- Born: 21 November 1932 Liverpool, England
- Died: 2 July 2010 (aged 77) London, England
- Occupation: Novelist
- Spouse: Austin Davies ​ ​(m. 1954; div. 1959)​
- Partner: Alan Sharp
- Children: 3, including Rudi Davies
- Writing career
- Notable works: The Dressmaker (1973); The Bottle Factory Outing (1974); An Awfully Big Adventure (1989); Every Man for Himself (1996); Master Georgie (1998)

= Beryl Bainbridge =

English writer (1932–2010)

Dame Beryl Margaret Bainbridge (21 November 1932 – 2 July 2010) was an English writer. She was primarily known for her works of psychological fiction, often macabre tales set among the English working class. She won the Whitbread Awards prize for best novel in 1977 and 1996, and was nominated six times for the Booker Prize. She was described in 2007 as a national treasure.
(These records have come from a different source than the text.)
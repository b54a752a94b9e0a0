//! Configuration loading for sentiscope
//!
//! Every setting is resolved with the same priority order:
//! 1. Command-line argument (highest priority)
//! 2. Environment variable
//! 3. TOML config file
//! 4. Compiled default (fallback)
//!
//! A missing TOML file is not an error: a warning is logged and the compiled
//! defaults are used. A TOML file that exists but cannot be parsed is an error.

use crate::{Error, Result};
use serde::Deserialize;
use std::path::{Path, PathBuf};
use std::time::Duration;
use tracing::{info, warn};

pub const DEFAULT_UPLOAD_FOLDER: &str = "./uploads";
pub const DEFAULT_HOST: &str = "127.0.0.1";
pub const DEFAULT_PORT: u16 = 5000;
pub const DEFAULT_MAX_UPLOAD_BYTES: usize = 16 * 1024 * 1024;
/// Hugging Face's legacy serverless host. The fine-tuned default model is not
/// guaranteed to be served there; point `classifier.endpoint` at a
/// self-hosted or compatible text-classification server for production use.
pub const DEFAULT_INFERENCE_ENDPOINT: &str = "https://api-inference.huggingface.co/models";
pub const DEFAULT_MODEL: &str = "BaharehJozranjbar/finetuning-sentiment-model-3000-samples";
pub const DEFAULT_CLASSIFIER_TIMEOUT_SECS: u64 = 30;
pub const DEFAULT_BATCH_SIZE: usize = 16;

pub const ENV_CONFIG: &str = "SENTISCOPE_CONFIG";
pub const ENV_UPLOAD_FOLDER: &str = "SENTISCOPE_UPLOAD_FOLDER";
pub const ENV_HOST: &str = "SENTISCOPE_HOST";
pub const ENV_PORT: &str = "SENTISCOPE_PORT";
pub const ENV_HF_TOKEN: &str = "SENTISCOPE_HF_TOKEN";

/// Bootstrap configuration as read from the TOML file
///
/// All fields are optional so that a partial file only overrides what it names.
#[derive(Debug, Clone, Default, Deserialize)]
pub struct TomlConfig {
    /// Folder holding uploads and result files
    #[serde(default)]
    pub upload_folder: Option<PathBuf>,

    /// Address to bind the HTTP server to
    #[serde(default)]
    pub host: Option<String>,

    /// HTTP server port
    #[serde(default)]
    pub port: Option<u16>,

    /// Maximum accepted request body size in bytes
    #[serde(default)]
    pub max_upload_bytes: Option<usize>,

    /// Sentiment inference endpoint settings
    #[serde(default)]
    pub classifier: ClassifierToml,

    /// Logging configuration
    #[serde(default)]
    pub logging: LoggingConfig,
}

/// `[classifier]` table of the TOML file
#[derive(Debug, Clone, Default, Deserialize)]
pub struct ClassifierToml {
    pub endpoint: Option<String>,
    pub model: Option<String>,
    pub api_token: Option<String>,
    pub timeout_secs: Option<u64>,
    pub batch_size: Option<usize>,
}

/// `[logging]` table of the TOML file
#[derive(Debug, Clone, Deserialize)]
pub struct LoggingConfig {
    /// Log level (trace, debug, info, warn, error)
    #[serde(default = "default_log_level")]
    pub level: String,
}

impl Default for LoggingConfig {
    fn default() -> Self {
        Self {
            level: default_log_level(),
        }
    }
}

fn default_log_level() -> String {
    "info".to_string()
}

/// Command-line overrides, highest priority
#[derive(Debug, Clone, Default)]
pub struct ConfigOverrides {
    pub config_path: Option<PathBuf>,
    pub upload_folder: Option<PathBuf>,
    pub host: Option<String>,
    pub port: Option<u16>,
    pub api_token: Option<String>,
    pub debug: bool,
}

/// Resolved settings for the inference client
#[derive(Debug, Clone)]
pub struct ClassifierConfig {
    /// Base URL; the model id is appended as a path segment
    pub endpoint: String,
    pub model: String,
    pub api_token: Option<String>,
    pub timeout: Duration,
    /// Maximum number of texts sent in one inference request
    pub batch_size: usize,
}

impl ClassifierConfig {
    /// Full URL of the model's inference route
    pub fn model_url(&self) -> String {
        format!(
            "{}/{}",
            self.endpoint.trim_end_matches('/'),
            self.model.trim_start_matches('/')
        )
    }
}

impl Default for ClassifierConfig {
    fn default() -> Self {
        Self {
            endpoint: DEFAULT_INFERENCE_ENDPOINT.to_string(),
            model: DEFAULT_MODEL.to_string(),
            api_token: None,
            timeout: Duration::from_secs(DEFAULT_CLASSIFIER_TIMEOUT_SECS),
            batch_size: DEFAULT_BATCH_SIZE,
        }
    }
}

/// Complete service configuration, constructed once at startup
#[derive(Debug, Clone)]
pub struct ServiceConfig {
    pub upload_folder: PathBuf,
    pub host: String,
    pub port: u16,
    pub max_upload_bytes: usize,
    pub classifier: ClassifierConfig,
    pub log_level: String,
    /// Development toggle: verbose logging
    pub debug: bool,
}

impl Default for ServiceConfig {
    fn default() -> Self {
        Self {
            upload_folder: PathBuf::from(DEFAULT_UPLOAD_FOLDER),
            host: DEFAULT_HOST.to_string(),
            port: DEFAULT_PORT,
            max_upload_bytes: DEFAULT_MAX_UPLOAD_BYTES,
            classifier: ClassifierConfig::default(),
            log_level: default_log_level(),
            debug: false,
        }
    }
}

impl ServiceConfig {
    /// Load the TOML file (if any) and merge it with env and CLI overrides
    ///
    /// Config file location: `--config` → `SENTISCOPE_CONFIG` →
    /// `<config dir>/sentiscope/config.toml`.
    pub fn load(overrides: ConfigOverrides) -> Result<Self> {
        let toml_config = match config_file_path(overrides.config_path.as_deref()) {
            Some(path) => load_toml_config(&path)?,
            None => {
                warn!("Could not determine a config file location, using defaults");
                TomlConfig::default()
            }
        };

        Self::from_sources(toml_config, overrides)
    }

    /// Merge already-loaded TOML with env and CLI overrides
    pub fn from_sources(toml_config: TomlConfig, overrides: ConfigOverrides) -> Result<Self> {
        let upload_folder = overrides
            .upload_folder
            .or_else(|| env_value(ENV_UPLOAD_FOLDER).map(PathBuf::from))
            .or(toml_config.upload_folder)
            .unwrap_or_else(|| PathBuf::from(DEFAULT_UPLOAD_FOLDER));

        let host = overrides
            .host
            .or_else(|| env_value(ENV_HOST))
            .or(toml_config.host)
            .unwrap_or_else(|| DEFAULT_HOST.to_string());

        let env_port = match env_value(ENV_PORT) {
            Some(raw) => Some(raw.parse::<u16>().map_err(|e| {
                Error::Config(format!("Invalid {} value '{}': {}", ENV_PORT, raw, e))
            })?),
            None => None,
        };
        let port = overrides
            .port
            .or(env_port)
            .or(toml_config.port)
            .unwrap_or(DEFAULT_PORT);

        let max_upload_bytes = toml_config
            .max_upload_bytes
            .unwrap_or(DEFAULT_MAX_UPLOAD_BYTES);
        if max_upload_bytes == 0 {
            return Err(Error::Config("max_upload_bytes must be greater than 0".to_string()));
        }

        let classifier_toml = toml_config.classifier;
        let batch_size = classifier_toml.batch_size.unwrap_or(DEFAULT_BATCH_SIZE);
        if batch_size == 0 {
            return Err(Error::Config("classifier.batch_size must be at least 1".to_string()));
        }

        let classifier = ClassifierConfig {
            endpoint: classifier_toml
                .endpoint
                .unwrap_or_else(|| DEFAULT_INFERENCE_ENDPOINT.to_string()),
            model: classifier_toml
                .model
                .unwrap_or_else(|| DEFAULT_MODEL.to_string()),
            api_token: overrides
                .api_token
                .or_else(|| env_value(ENV_HF_TOKEN))
                .or(classifier_toml.api_token)
                .filter(|token| !token.trim().is_empty()),
            timeout: Duration::from_secs(
                classifier_toml
                    .timeout_secs
                    .unwrap_or(DEFAULT_CLASSIFIER_TIMEOUT_SECS),
            ),
            batch_size,
        };

        let log_level = if overrides.debug {
            "debug".to_string()
        } else {
            toml_config.logging.level
        };

        Ok(Self {
            upload_folder,
            host,
            port,
            max_upload_bytes,
            classifier,
            log_level,
            debug: overrides.debug,
        })
    }

    /// `host:port` string for binding the listener
    pub fn bind_address(&self) -> String {
        format!("{}:{}", self.host, self.port)
    }
}

/// Read and parse a TOML config file
///
/// A missing file yields the compiled defaults with a warning.
pub fn load_toml_config(path: &Path) -> Result<TomlConfig> {
    if !path.exists() {
        warn!("Config file {} not found, using defaults", path.display());
        return Ok(TomlConfig::default());
    }

    let content = std::fs::read_to_string(path)?;
    let config = toml::from_str::<TomlConfig>(&content)
        .map_err(|e| Error::Config(format!("Failed to parse {}: {}", path.display(), e)))?;

    info!("Loaded configuration from {}", path.display());
    Ok(config)
}

/// Default location of the TOML file for the current user
pub fn default_config_path() -> Option<PathBuf> {
    dirs::config_dir().map(|dir| dir.join("sentiscope").join("config.toml"))
}

fn config_file_path(cli_path: Option<&Path>) -> Option<PathBuf> {
    cli_path
        .map(Path::to_path_buf)
        .or_else(|| env_value(ENV_CONFIG).map(PathBuf::from))
        .or_else(default_config_path)
}

fn env_value(name: &str) -> Option<String> {
    std::env::var(name).ok().filter(|v| !v.is_empty())
}

#[cfg(test)]
mod tests {
    use super::*;

    #[test]
    fn test_default_log_level() {
        assert_eq!(LoggingConfig::default().level, "info");
    }

    #[test]
    fn test_model_url_joins_without_double_slash() {
        let config = ClassifierConfig {
            endpoint: "http://localhost:8080/models/".to_string(),
            model: "org/model".to_string(),
            ..ClassifierConfig::default()
        };
        assert_eq!(config.model_url(), "http://localhost:8080/models/org/model");
    }

    #[test]
    fn test_partial_toml_parses() {
        let config: TomlConfig = toml::from_str(
            r#"
            port = 8080

            [classifier]
            batch_size = 4
            "#,
        )
        .unwrap();

        assert_eq!(config.port, Some(8080));
        assert_eq!(config.classifier.batch_size, Some(4));
        assert!(config.upload_folder.is_none());
        assert_eq!(config.logging.level, "info");
    }
}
In 2008, The Times named Bainbridge on their list of the "50 greatest British writers since 1945".

==Biography==
===Early life===
Beryl Margaret Bainbridge was born in Liverpool's Allerton suburb on 21 November 1932, the daughter of Winifred Baines and Richard Bainbridge. She grew up in the nearby town of Formby. Although she often gave her date of birth as 21 November 1934, she was born in 1932 and her birth was registered in the first quarter of 1933. When German former prisoner of war Harry Arno Franz wrote to her in November 1947, he mentioned her 15th birthday.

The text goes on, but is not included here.